- _Task objective_: Scan the material below for lines with the word "next" and reply with how many there are, nothing else.

***

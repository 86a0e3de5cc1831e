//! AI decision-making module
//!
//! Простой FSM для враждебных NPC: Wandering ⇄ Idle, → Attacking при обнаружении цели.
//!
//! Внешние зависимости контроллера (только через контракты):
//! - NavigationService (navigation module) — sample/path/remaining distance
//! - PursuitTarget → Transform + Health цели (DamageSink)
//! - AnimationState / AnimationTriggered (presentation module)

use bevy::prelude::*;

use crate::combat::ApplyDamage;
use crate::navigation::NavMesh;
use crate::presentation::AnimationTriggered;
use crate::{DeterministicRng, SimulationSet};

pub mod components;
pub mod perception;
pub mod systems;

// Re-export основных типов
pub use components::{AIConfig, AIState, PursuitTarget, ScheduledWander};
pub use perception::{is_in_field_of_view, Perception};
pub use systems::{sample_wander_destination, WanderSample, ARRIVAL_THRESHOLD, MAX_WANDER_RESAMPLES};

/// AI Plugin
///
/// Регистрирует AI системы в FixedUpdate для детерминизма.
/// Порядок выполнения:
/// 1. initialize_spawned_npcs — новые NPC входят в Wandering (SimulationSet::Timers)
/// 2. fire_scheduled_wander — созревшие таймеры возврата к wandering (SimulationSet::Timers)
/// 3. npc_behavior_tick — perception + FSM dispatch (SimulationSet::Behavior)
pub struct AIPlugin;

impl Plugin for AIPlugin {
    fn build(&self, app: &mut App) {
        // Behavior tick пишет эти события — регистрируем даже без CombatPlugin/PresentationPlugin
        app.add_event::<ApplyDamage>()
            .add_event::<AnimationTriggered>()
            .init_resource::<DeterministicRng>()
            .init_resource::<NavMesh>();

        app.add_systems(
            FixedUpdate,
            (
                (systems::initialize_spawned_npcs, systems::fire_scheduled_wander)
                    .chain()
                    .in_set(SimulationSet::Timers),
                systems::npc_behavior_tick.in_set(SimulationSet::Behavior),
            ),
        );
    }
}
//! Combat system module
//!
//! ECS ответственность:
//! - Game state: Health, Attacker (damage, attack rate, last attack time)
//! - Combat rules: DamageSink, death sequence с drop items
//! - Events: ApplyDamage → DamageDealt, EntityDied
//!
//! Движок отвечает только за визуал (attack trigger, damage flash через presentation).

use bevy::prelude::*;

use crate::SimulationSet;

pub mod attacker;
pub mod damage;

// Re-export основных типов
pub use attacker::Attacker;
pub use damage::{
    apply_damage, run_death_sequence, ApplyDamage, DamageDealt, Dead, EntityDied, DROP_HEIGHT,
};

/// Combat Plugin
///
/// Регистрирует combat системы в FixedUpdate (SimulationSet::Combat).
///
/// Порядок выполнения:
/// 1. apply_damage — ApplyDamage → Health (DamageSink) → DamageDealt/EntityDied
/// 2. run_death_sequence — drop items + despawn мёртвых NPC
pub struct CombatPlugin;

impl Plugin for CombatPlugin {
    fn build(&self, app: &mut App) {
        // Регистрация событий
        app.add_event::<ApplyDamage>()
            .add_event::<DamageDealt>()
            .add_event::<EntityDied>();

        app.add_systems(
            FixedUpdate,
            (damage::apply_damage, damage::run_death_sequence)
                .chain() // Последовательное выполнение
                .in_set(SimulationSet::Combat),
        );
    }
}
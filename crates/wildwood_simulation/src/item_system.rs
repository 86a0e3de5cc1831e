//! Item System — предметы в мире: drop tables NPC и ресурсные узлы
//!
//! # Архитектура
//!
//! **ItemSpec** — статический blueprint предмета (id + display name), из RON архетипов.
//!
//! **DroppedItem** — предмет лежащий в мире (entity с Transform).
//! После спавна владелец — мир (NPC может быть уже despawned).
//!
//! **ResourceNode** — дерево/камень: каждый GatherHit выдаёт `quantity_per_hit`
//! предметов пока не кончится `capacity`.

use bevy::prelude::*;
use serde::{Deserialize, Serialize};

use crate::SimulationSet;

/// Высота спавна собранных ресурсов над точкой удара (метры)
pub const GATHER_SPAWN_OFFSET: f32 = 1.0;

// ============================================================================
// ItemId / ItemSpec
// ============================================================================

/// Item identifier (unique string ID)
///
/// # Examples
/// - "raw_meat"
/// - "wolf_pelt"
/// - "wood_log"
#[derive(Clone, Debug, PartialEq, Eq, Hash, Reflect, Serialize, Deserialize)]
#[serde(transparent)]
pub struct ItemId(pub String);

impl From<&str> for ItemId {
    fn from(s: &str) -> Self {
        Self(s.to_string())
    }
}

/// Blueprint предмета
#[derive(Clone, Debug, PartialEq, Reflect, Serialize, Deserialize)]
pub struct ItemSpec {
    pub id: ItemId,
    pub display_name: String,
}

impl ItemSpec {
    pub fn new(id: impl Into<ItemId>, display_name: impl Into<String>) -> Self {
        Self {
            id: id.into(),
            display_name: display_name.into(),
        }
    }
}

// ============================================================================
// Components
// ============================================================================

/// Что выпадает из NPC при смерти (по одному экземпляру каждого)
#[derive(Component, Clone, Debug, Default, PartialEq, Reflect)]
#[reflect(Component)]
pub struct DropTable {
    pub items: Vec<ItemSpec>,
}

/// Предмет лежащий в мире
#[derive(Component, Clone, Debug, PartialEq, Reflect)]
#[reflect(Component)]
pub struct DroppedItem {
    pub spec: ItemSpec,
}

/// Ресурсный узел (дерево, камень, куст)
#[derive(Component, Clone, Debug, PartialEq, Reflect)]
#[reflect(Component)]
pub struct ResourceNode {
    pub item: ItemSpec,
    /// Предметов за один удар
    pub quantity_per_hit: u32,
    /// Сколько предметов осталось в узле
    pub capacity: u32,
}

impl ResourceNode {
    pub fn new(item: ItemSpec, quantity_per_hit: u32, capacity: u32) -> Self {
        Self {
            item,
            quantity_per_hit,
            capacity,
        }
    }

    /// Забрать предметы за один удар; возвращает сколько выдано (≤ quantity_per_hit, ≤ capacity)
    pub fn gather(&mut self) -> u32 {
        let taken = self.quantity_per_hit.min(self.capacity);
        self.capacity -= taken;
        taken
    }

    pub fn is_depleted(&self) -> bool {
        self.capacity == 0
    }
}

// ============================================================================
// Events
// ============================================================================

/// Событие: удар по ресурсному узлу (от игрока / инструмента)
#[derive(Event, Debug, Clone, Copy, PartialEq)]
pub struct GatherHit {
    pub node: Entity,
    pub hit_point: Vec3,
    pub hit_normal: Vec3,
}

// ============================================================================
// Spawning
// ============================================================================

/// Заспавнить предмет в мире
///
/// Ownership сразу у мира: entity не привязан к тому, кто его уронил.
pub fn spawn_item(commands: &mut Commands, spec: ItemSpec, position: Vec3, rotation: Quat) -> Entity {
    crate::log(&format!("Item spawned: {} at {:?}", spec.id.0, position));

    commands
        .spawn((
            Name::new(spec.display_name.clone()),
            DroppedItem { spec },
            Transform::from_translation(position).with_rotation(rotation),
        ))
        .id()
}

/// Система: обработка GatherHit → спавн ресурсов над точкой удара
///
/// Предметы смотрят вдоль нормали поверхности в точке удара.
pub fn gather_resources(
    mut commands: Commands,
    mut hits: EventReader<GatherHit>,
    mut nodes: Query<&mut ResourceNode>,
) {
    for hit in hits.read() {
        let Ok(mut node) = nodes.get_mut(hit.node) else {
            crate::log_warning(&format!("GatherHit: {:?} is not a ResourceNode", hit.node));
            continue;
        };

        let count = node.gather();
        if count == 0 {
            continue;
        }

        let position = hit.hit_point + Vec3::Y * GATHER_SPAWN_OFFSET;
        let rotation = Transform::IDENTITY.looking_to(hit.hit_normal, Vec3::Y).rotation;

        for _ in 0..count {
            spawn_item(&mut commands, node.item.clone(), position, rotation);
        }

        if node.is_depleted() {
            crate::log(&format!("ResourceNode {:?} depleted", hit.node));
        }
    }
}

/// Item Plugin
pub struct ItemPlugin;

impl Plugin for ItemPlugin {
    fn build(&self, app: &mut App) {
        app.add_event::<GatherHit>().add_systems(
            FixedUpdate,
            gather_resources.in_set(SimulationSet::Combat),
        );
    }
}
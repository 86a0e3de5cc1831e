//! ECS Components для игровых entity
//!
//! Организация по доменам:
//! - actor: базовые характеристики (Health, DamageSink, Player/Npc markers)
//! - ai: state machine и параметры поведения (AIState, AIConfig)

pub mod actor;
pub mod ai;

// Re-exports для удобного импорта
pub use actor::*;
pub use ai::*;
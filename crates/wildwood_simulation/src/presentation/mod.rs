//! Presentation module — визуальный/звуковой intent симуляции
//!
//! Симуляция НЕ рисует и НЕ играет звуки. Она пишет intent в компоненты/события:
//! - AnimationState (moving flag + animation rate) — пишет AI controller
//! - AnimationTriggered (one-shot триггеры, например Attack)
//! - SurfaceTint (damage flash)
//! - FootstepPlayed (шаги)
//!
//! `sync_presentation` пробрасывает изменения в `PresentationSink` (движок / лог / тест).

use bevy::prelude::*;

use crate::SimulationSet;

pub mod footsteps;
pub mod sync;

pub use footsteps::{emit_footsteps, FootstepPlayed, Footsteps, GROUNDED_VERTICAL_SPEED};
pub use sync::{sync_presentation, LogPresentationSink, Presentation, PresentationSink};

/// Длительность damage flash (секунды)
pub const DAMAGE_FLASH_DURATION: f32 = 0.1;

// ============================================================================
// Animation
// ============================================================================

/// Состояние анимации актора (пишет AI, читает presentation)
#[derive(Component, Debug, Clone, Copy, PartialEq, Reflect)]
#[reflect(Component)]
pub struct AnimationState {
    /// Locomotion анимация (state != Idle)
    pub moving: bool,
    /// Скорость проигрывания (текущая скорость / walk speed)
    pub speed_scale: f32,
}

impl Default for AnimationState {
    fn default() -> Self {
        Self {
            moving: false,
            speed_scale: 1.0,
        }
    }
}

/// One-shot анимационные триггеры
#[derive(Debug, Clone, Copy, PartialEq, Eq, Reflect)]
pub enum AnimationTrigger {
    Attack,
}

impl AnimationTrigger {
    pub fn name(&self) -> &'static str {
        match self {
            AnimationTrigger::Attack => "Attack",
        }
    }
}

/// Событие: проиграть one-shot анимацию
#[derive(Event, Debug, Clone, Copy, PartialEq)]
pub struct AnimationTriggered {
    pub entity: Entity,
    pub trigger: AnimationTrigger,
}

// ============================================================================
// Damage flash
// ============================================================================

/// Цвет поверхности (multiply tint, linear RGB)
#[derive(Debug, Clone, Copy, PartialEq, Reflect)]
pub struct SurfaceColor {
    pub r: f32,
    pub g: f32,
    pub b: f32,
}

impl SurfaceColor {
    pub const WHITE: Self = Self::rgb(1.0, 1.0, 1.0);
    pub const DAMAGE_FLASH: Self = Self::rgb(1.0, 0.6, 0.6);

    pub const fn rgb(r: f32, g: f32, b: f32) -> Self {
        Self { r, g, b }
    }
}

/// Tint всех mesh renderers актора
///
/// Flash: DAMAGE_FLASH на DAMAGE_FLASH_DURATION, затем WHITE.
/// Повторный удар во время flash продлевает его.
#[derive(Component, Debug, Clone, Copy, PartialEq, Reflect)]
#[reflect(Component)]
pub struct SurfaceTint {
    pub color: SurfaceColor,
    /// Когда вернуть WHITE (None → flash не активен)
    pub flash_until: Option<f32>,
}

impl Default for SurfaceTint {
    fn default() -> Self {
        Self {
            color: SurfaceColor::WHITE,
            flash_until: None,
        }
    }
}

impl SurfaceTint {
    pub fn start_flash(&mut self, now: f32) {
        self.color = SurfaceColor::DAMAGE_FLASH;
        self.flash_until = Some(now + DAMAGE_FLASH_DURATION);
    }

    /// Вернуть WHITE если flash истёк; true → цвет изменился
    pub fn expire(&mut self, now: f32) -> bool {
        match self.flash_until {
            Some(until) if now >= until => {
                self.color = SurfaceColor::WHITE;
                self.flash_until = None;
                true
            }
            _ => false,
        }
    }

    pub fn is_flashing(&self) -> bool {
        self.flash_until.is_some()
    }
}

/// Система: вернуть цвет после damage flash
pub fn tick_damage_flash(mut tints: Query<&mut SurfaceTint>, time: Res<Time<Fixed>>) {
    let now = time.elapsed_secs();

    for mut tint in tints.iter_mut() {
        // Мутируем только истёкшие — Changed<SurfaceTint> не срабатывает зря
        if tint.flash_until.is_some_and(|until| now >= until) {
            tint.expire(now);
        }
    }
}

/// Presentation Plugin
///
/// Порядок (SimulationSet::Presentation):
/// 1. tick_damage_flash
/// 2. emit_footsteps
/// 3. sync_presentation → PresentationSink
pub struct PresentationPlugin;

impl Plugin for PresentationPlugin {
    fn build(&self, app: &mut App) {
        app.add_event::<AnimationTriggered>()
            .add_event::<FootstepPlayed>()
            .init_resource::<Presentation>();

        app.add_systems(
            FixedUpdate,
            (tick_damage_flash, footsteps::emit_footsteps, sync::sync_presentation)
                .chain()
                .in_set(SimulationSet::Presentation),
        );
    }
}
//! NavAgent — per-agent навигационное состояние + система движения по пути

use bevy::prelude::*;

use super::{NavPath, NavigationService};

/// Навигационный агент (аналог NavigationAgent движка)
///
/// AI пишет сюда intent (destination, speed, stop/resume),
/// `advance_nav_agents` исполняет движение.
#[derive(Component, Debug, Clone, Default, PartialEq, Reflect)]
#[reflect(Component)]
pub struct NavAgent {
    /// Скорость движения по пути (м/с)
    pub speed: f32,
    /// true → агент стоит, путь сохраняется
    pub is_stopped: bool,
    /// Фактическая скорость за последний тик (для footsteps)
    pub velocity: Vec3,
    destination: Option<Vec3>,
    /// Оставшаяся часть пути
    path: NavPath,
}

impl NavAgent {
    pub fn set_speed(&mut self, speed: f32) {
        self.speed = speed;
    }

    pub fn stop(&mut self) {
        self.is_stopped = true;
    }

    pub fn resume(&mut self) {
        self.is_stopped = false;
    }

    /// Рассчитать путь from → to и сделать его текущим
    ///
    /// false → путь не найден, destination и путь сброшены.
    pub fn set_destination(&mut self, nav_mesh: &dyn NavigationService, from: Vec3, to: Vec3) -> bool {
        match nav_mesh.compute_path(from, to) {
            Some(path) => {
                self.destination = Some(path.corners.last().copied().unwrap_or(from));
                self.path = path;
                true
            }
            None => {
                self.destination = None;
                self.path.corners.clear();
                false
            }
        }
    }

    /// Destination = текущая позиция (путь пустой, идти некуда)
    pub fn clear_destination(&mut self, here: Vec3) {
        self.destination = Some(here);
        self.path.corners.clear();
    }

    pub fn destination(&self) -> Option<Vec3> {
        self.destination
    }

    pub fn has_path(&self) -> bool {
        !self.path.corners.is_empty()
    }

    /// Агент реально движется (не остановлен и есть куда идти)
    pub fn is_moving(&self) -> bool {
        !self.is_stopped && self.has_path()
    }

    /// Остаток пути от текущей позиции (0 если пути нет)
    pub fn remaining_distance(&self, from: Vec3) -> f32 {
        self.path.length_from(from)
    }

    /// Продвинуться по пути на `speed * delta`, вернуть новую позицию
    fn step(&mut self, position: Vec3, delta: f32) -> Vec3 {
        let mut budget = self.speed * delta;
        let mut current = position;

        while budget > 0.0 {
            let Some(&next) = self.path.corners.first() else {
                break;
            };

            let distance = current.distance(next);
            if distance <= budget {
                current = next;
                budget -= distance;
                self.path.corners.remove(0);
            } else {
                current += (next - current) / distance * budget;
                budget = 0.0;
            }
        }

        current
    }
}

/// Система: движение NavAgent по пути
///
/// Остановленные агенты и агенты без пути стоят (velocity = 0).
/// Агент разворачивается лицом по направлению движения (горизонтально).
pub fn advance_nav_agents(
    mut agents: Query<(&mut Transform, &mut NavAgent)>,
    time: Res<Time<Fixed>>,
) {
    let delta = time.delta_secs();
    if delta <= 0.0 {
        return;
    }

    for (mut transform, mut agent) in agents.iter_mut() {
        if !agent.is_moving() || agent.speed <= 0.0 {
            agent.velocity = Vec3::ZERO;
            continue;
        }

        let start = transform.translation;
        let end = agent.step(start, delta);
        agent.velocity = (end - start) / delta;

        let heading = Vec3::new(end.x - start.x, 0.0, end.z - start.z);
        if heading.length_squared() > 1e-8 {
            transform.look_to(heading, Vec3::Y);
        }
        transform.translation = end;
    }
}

***

- _Response to the exercise_: 4